USAC and the FCC have taken action to ensure that consumers have access to the connectivity services they need during the COVID-19 pandemic. The Lifeline Support Center remains fully operational.
Additional support measures taken due to COVID-19 include:
- More flexibility for consumers. The FCC and USAC have temporarily adjusted the income and identification documentation requirements to allow individuals recently unemployed or social distancing due to the pandemic to more easily complete their Lifeline application.
- Continued service for consumers. The FCC temporarily paused through August 31 Lifeline Program integrity reviews, as well as usage, recertification, reverification, and general de-enrollment requirements, to ensure consumers are not involuntarily de-enrolled from the Lifeline Program during the pandemic.
- State agency access to the National Verifier. The FCC and USAC expanded access to the Lifeline National Verifier to enable state agencies to assist consumers with the Lifeline application process during the pandemic, much like Lifeline service providers do today.

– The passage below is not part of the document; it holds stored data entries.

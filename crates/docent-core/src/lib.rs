// SPDX-FileCopyrightText: 2026 Docent Contributors
// SPDX-License-Identifier: MIT OR Apache-2.0

//! Core library for the Docent document chatbot.
//!
//! This crate provides the foundational trait definitions, error types, and
//! common types used throughout the Docent workspace. The language model,
//! embedding model, and text extractor are all reached through the adapter
//! traits defined here.

pub mod error;
pub mod traits;
pub mod types;

// Re-export key items at crate root for ergonomic imports.
pub use error::DocentError;
pub use types::{AdapterType, ConversationState, DocumentChunk, ModelResponse};

pub use traits::{EmbeddingAdapter, PluginAdapter, ProviderAdapter, TextExtractor};
// SPDX-FileCopyrightText: 2026 Docent Contributors
// SPDX-License-Identifier: MIT OR Apache-2.0

//! Construction of the long-lived collaborators shared by every command.

use std::sync::Arc;

use docent_config::model::DocentConfig;
use docent_core::error::DocentError;
use docent_core::traits::{EmbeddingAdapter, ProviderAdapter, TextExtractor};
use docent_gemini::{GeminiEmbedder, GeminiProvider, client_from_config};
use docent_index::{IngestionPipeline, PdfExtractor, Retriever, StoreHandle};
use docent_router::RoutingWorkflow;
use tracing::{error, info};

/// Chat model, embedder and store handle, built once per process.
pub struct Components {
    pub provider: Arc<dyn ProviderAdapter>,
    pub embedder: Arc<dyn EmbeddingAdapter>,
    pub store: Arc<StoreHandle>,
}

impl Components {
    /// Builds the Gemini adapters and opens the vector store.
    ///
    /// A missing API key is fatal. An unreadable store is not: the handle
    /// starts empty and queries see no results until a reload succeeds.
    pub async fn init(config: &DocentConfig) -> Result<Self, DocentError> {
        let client = client_from_config(&config.gemini).map_err(|e| {
            error!(error = %e, "failed to initialize Gemini client");
            eprintln!("error: Google API key required. Set via: config gemini.api_key or GOOGLE_API_KEY env var");
            e
        })?;

        let provider = Arc::new(GeminiProvider::new(client.clone(), &config.gemini));
        let embedder = Arc::new(GeminiEmbedder::new(client, &config.gemini));
        let store = Arc::new(StoreHandle::open(&config.storage.persist_dir).await);
        info!(
            persist_dir = %config.storage.persist_dir,
            loaded = store.is_loaded(),
            "vector store handle ready"
        );

        Ok(Self {
            provider,
            embedder,
            store,
        })
    }

    pub fn workflow(&self, config: &DocentConfig) -> Arc<RoutingWorkflow> {
        let retriever = Arc::new(Retriever::new(self.embedder.clone(), self.store.clone()));
        Arc::new(RoutingWorkflow::new(
            self.provider.clone(),
            retriever,
            &config.retrieval,
        ))
    }

    pub fn pipeline(&self, config: &DocentConfig) -> Result<Arc<IngestionPipeline>, DocentError> {
        let extractor: Arc<dyn TextExtractor> = Arc::new(PdfExtractor);
        Ok(Arc::new(IngestionPipeline::new(
            extractor,
            self.embedder.clone(),
            self.store.clone(),
            &config.ingest,
        )?))
    }
}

- Relief for rural, Tribal consumers. The FCC temporarily waived its rules to allow Lifeline providers to begin providing service to eligible consumers residing in rural areas on Tribal lands even if those consumers have not yet submitted certain supporting documentation to complete their Lifeline application.
More Flexibility for Consumers
On April 29, the FCC issued an order temporarily adjusting the acceptable documentation guidelines for Lifeline. Changes to these guidelines, which were recently extended in an FCC order released June 1, will ease the documentation burden on those who are recently unemployed due to the pandemic.
Income Eligibility Documentation
One way that a consumer who qualifies for Lifeline based on their income can prove eligibility is to provide three consecutive months of income documentation. Due to the pandemic and recent unemployment, there may be eligible consumers who are unable able to meet this requirement.
In response, the FCC waived its requirements for income-based eligibility documentation as follows:
Through August 31, 2020, consumers who do not have three consecutive months of income documentation may provide an official document that confirms their current income information. This may include a notice of unemployment benefit payments or a notice of a successfully submitted application for unemployment benefits.
To prove a consumer’s current household income is at or below 135% of the federal poverty guidelines, as an alternative to acceptable documentation already allowed by the Lifeline Program’s rules, consumers may submit an official document that, at a minimum, includes:
- The consumer’s name, or the name of consumer’s benefit qualifying person (BQP);
- Their current income information; and
- A date within the last 3 months.
Additionally, in light of states issuing blanket extensions on the expiration of drivers licenses during the COVID-19 pandemic, USAC is temporarily accepting driver’s licenses or state identification cards that have recently expired, when needed to complete a Lifeline application. USAC’s acceptable documentation guidelines previously required that a document used to prove identity must be unexpired, if a document (such as a driver’s license or state identification card) has an expiration date on it.
Through August 31, 2020, USAC will accept driver’s licenses or state identification cards that are expired, as long as the identification expired on or after March 1, 2020.